Pull out every line with the word "trim" from the entries below.

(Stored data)
+-------+

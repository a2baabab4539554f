use axum::{
    Json, Router,
    extract::{Path, State},
    http::StatusCode,
    routing::{get, post},
};
use uuid::Uuid;
use validator::Validate;

use crate::{
    dto::game::{
        CreateGameRequest, GameDetails, GameListing, GameView, RegistrationOutcome,
        UpdateGameRequest,
    },
    error::AppError,
    services::{game_service, roster},
    state::{CurrentUser, SharedState},
};

/// Game listing, management and registration endpoints.
pub fn router() -> Router<SharedState> {
    Router::<SharedState>::new()
        .route("/games", get(list_games).post(create_game))
        .route("/my-games", get(my_games))
        .route(
            "/games/{id}",
            get(get_game).put(update_game).delete(delete_game),
        )
        .route("/games/{id}/cancel", post(cancel_game))
        .route("/games/{id}/registration", post(toggle_registration))
        .route("/games/{id}/join", post(join_game))
        .route("/games/{id}/leave", post(leave_game))
}

/// List every game split into upcoming and past.
#[utoipa::path(
    get,
    path = "/games",
    tag = "games",
    responses((status = 200, description = "Partitioned games listing", body = GameListing))
)]
pub async fn list_games(
    State(state): State<SharedState>,
    viewer: Option<CurrentUser>,
) -> Result<Json<GameListing>, AppError> {
    Ok(Json(game_service::list_games(&state, viewer.as_ref()).await?))
}

/// List the games the caller is registered for.
#[utoipa::path(
    get,
    path = "/my-games",
    tag = "games",
    security(("bearer" = [])),
    responses(
        (status = 200, description = "Caller's games", body = GameListing),
        (status = 401, description = "Sign-in required")
    )
)]
pub async fn my_games(
    State(state): State<SharedState>,
    user: CurrentUser,
) -> Result<Json<GameListing>, AppError> {
    Ok(Json(game_service::my_games(&state, &user).await?))
}

/// Retrieve a game with its host and participants.
#[utoipa::path(
    get,
    path = "/games/{id}",
    tag = "games",
    params(("id" = Uuid, Path, description = "Game identifier")),
    responses(
        (status = 200, description = "Game details", body = GameDetails),
        (status = 404, description = "Game not found")
    )
)]
pub async fn get_game(
    State(state): State<SharedState>,
    viewer: Option<CurrentUser>,
    Path(id): Path<Uuid>,
) -> Result<Json<GameDetails>, AppError> {
    Ok(Json(game_service::get_game(&state, viewer.as_ref(), id).await?))
}

/// Schedule a new game; the caller becomes its owner and first participant.
#[utoipa::path(
    post,
    path = "/games",
    tag = "games",
    security(("bearer" = [])),
    request_body = CreateGameRequest,
    responses(
        (status = 201, description = "Game created", body = GameView),
        (status = 400, description = "Invalid game definition")
    )
)]
pub async fn create_game(
    State(state): State<SharedState>,
    user: CurrentUser,
    Json(payload): Json<CreateGameRequest>,
) -> Result<(StatusCode, Json<GameView>), AppError> {
    payload.validate()?;
    let game = game_service::create_game(&state, &user, payload).await?;
    Ok((StatusCode::CREATED, Json(game)))
}

/// Edit an upcoming game (owner only).
#[utoipa::path(
    put,
    path = "/games/{id}",
    tag = "games",
    security(("bearer" = [])),
    params(("id" = Uuid, Path, description = "Game identifier")),
    request_body = UpdateGameRequest,
    responses(
        (status = 200, description = "Game updated", body = GameView),
        (status = 403, description = "Caller is not the owner"),
        (status = 409, description = "Game is no longer editable")
    )
)]
pub async fn update_game(
    State(state): State<SharedState>,
    user: CurrentUser,
    Path(id): Path<Uuid>,
    Json(payload): Json<UpdateGameRequest>,
) -> Result<Json<GameView>, AppError> {
    payload.validate()?;
    Ok(Json(game_service::update_game(&state, &user, id, payload).await?))
}

/// Cancel an upcoming game (owner only).
#[utoipa::path(
    post,
    path = "/games/{id}/cancel",
    tag = "games",
    security(("bearer" = [])),
    params(("id" = Uuid, Path, description = "Game identifier")),
    responses(
        (status = 200, description = "Game cancelled", body = GameView),
        (status = 403, description = "Caller is not the owner")
    )
)]
pub async fn cancel_game(
    State(state): State<SharedState>,
    user: CurrentUser,
    Path(id): Path<Uuid>,
) -> Result<Json<GameView>, AppError> {
    Ok(Json(game_service::cancel_game(&state, &user, id).await?))
}

/// Delete a game and its chat (owner only).
#[utoipa::path(
    delete,
    path = "/games/{id}",
    tag = "games",
    security(("bearer" = [])),
    params(("id" = Uuid, Path, description = "Game identifier")),
    responses(
        (status = 204, description = "Game deleted"),
        (status = 403, description = "Caller is not the owner")
    )
)]
pub async fn delete_game(
    State(state): State<SharedState>,
    user: CurrentUser,
    Path(id): Path<Uuid>,
) -> Result<StatusCode, AppError> {
    game_service::delete_game(&state, &user, id).await?;
    Ok(StatusCode::NO_CONTENT)
}

/// Join the game when not registered, leave it otherwise.
#[utoipa::path(
    post,
    path = "/games/{id}/registration",
    tag = "games",
    security(("bearer" = [])),
    params(("id" = Uuid, Path, description = "Game identifier")),
    responses(
        (status = 200, description = "Registration toggled", body = RegistrationOutcome),
        (status = 409, description = "Game full, closed or contended")
    )
)]
pub async fn toggle_registration(
    State(state): State<SharedState>,
    user: CurrentUser,
    Path(id): Path<Uuid>,
) -> Result<Json<RegistrationOutcome>, AppError> {
    Ok(Json(roster::toggle_registration(&state, &user, id).await?))
}

/// Register for a game.
#[utoipa::path(
    post,
    path = "/games/{id}/join",
    tag = "games",
    security(("bearer" = [])),
    params(("id" = Uuid, Path, description = "Game identifier")),
    responses(
        (status = 200, description = "Caller registered", body = RegistrationOutcome),
        (status = 409, description = "Game full, closed or contended")
    )
)]
pub async fn join_game(
    State(state): State<SharedState>,
    user: CurrentUser,
    Path(id): Path<Uuid>,
) -> Result<Json<RegistrationOutcome>, AppError> {
    Ok(Json(roster::join_game(&state, &user, id).await?))
}

/// Withdraw from a game.
#[utoipa::path(
    post,
    path = "/games/{id}/leave",
    tag = "games",
    security(("bearer" = [])),
    params(("id" = Uuid, Path, description = "Game identifier")),
    responses((status = 200, description = "Caller unregistered", body = RegistrationOutcome))
)]
pub async fn leave_game(
    State(state): State<SharedState>,
    user: CurrentUser,
    Path(id): Path<Uuid>,
) -> Result<Json<RegistrationOutcome>, AppError> {
    Ok(Json(roster::leave_game(&state, &user, id).await?))
}
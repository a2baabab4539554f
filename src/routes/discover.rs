use axum::{
    Json, Router,
    extract::{Query, State},
    routing::get,
};
use validator::Validate;

use crate::{
    dto::discover::{DiscoverQuery, DiscoverResponse},
    error::AppError,
    services::discover_service,
    state::SharedState,
};

#[utoipa::path(
    get,
    path = "/discover",
    tag = "discover",
    params(DiscoverQuery),
    responses(
        (status = 200, description = "Map view and markers for upcoming games", body = DiscoverResponse),
        (status = 400, description = "Coordinates out of range")
    )
)]
/// Map view centred on the caller with one marker per upcoming game.
pub async fn discover(
    State(state): State<SharedState>,
    Query(query): Query<DiscoverQuery>,
) -> Result<Json<DiscoverResponse>, AppError> {
    query.validate()?;
    Ok(Json(discover_service::discover(&state, &query).await?))
}

/// Configure the discover map route.
pub fn router() -> Router<SharedState> {
    Router::<SharedState>::new().route("/discover", get(discover))
}
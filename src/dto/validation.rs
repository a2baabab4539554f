//! Validation helpers for DTOs.

use validator::ValidationError;

/// Rejects strings made only of whitespace.
///
/// # Examples
///
/// ```ignore
/// validate_not_blank("Pickup basketball") // Ok
/// validate_not_blank("   ")               // Err
/// ```
pub fn validate_not_blank(value: &str) -> Result<(), ValidationError> {
    if value.trim().is_empty() {
        let mut err = ValidationError::new("blank");
        err.message = Some("must contain at least one non-whitespace character".into());
        return Err(err);
    }
    Ok(())
}

/// Rejects sport names that are blank or padded with whitespace.
pub fn validate_sport_name(value: &str) -> Result<(), ValidationError> {
    validate_not_blank(value)?;
    if value.trim() != value {
        let mut err = ValidationError::new("sport_format");
        err.message = Some("sport name must not start or end with whitespace".into());
        return Err(err);
    }
    Ok(())
}
//! Boundary with the hosted identity provider: OAuth sign-in URL, session
//! resolution and sign-out.

pub mod memory;
#[cfg(feature = "supabase-store")]
pub mod supabase;

use std::error::Error;

use futures::future::BoxFuture;
use serde::{Deserialize, Serialize};
use thiserror::Error;
use utoipa::ToSchema;
use uuid::Uuid;

/// Signed-in user as reported by the identity provider.
#[derive(Debug, Clone, PartialEq, Eq, Serialize, Deserialize, ToSchema)]
pub struct Identity {
    /// Identifier shared with the `profiles` table.
    pub id: Uuid,
    pub email: Option<String>,
    pub display_name: Option<String>,
    pub avatar_url: Option<String>,
}

/// Failures raised while talking to the identity provider.
#[derive(Debug, Error)]
pub enum IdentityError {
    /// The request carried no session token.
    #[error("missing session token")]
    MissingSession,
    /// The token is unknown, revoked or expired.
    #[error("invalid or expired session")]
    InvalidSession,
    /// The provider cannot start an interactive sign-in.
    #[error("sign-in unavailable: {0}")]
    Unsupported(String),
    /// Required environment variable is missing.
    #[error("missing identity provider environment variable `{var}`")]
    MissingEnvVar { var: &'static str },
    /// The provider could not be reached or answered unexpectedly.
    #[error("identity provider unavailable: {message}")]
    Unavailable {
        message: String,
        #[source]
        source: Option<Box<dyn Error + Send + Sync>>,
    },
}

impl IdentityError {
    /// Wrap a transport or decoding failure.
    pub fn unavailable(message: impl Into<String>, source: impl Error + Send + Sync + 'static) -> Self {
        IdentityError::Unavailable {
            message: message.into(),
            source: Some(Box::new(source)),
        }
    }
}

/// Session authority used by the authentication middleware and routes.
pub trait IdentityProvider: Send + Sync {
    /// URL the browser must visit to start the OAuth flow, returning to `redirect_to`.
    fn authorize_url(&self, redirect_to: &str) -> Result<String, IdentityError>;
    /// Resolve a bearer session token into the signed-in identity.
    fn resolve(&self, token: &str) -> BoxFuture<'static, Result<Identity, IdentityError>>;
    /// Invalidate the session behind `token`.
    fn sign_out(&self, token: &str) -> BoxFuture<'static, Result<(), IdentityError>>;
}
use axum::{
    Json, Router,
    extract::{Path, State},
    http::StatusCode,
    routing::get,
};
use uuid::Uuid;
use validator::Validate;

use crate::{
    dto::message::{MessageView, PostMessageRequest},
    error::AppError,
    services::message_service,
    state::{CurrentUser, SharedState},
};

/// Game chat endpoints.
pub fn router() -> Router<SharedState> {
    Router::<SharedState>::new().route(
        "/games/{id}/messages",
        get(list_messages).post(post_message),
    )
}

/// Chat history of a game, oldest first.
#[utoipa::path(
    get,
    path = "/games/{id}/messages",
    tag = "messages",
    security(("bearer" = [])),
    params(("id" = Uuid, Path, description = "Game identifier")),
    responses(
        (status = 200, description = "Game messages", body = [MessageView]),
        (status = 403, description = "Caller is not registered for the game")
    )
)]
pub async fn list_messages(
    State(state): State<SharedState>,
    user: CurrentUser,
    Path(id): Path<Uuid>,
) -> Result<Json<Vec<MessageView>>, AppError> {
    Ok(Json(message_service::list_messages(&state, &user, id).await?))
}

/// Post a message to a game's chat.
#[utoipa::path(
    post,
    path = "/games/{id}/messages",
    tag = "messages",
    security(("bearer" = [])),
    params(("id" = Uuid, Path, description = "Game identifier")),
    request_body = PostMessageRequest,
    responses(
        (status = 201, description = "Message posted", body = MessageView),
        (status = 400, description = "Empty or oversized message"),
        (status = 403, description = "Caller is not registered for the game")
    )
)]
pub async fn post_message(
    State(state): State<SharedState>,
    user: CurrentUser,
    Path(id): Path<Uuid>,
    Json(payload): Json<PostMessageRequest>,
) -> Result<(StatusCode, Json<MessageView>), AppError> {
    payload.validate()?;
    let message = message_service::post_message(&state, &user, id, payload).await?;
    Ok((StatusCode::CREATED, Json(message)))
}
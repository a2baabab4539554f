use std::error::Error;
use thiserror::Error;

/// Result alias for storage operations.
pub type StorageResult<T> = Result<T, StorageError>;

/// Error raised by storage backends regardless of the underlying database.
#[derive(Debug, Error)]
pub enum StorageError {
    #[error("storage unavailable: {message}")]
    Unavailable {
        message: String,
        #[source]
        source: Box<dyn Error + Send + Sync>,
    },
    /// The backend answered but refused the operation (permission denial, constraint).
    #[error("storage rejected the operation: {message}")]
    Rejected { message: String },
}

impl StorageError {
    /// Construct an unavailable error from any backend failure.
    pub fn unavailable(message: String, source: impl Error + Send + Sync + 'static) -> Self {
        StorageError::Unavailable {
            message,
            source: Box::new(source),
        }
    }

    /// Construct a rejection carrying the backend's explanation.
    pub fn rejected(message: impl Into<String>) -> Self {
        StorageError::Rejected {
            message: message.into(),
        }
    }
}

+-------+

» **EXERCISE RESULT**
    if value.trim().is_empty() {
    if value.trim() != value {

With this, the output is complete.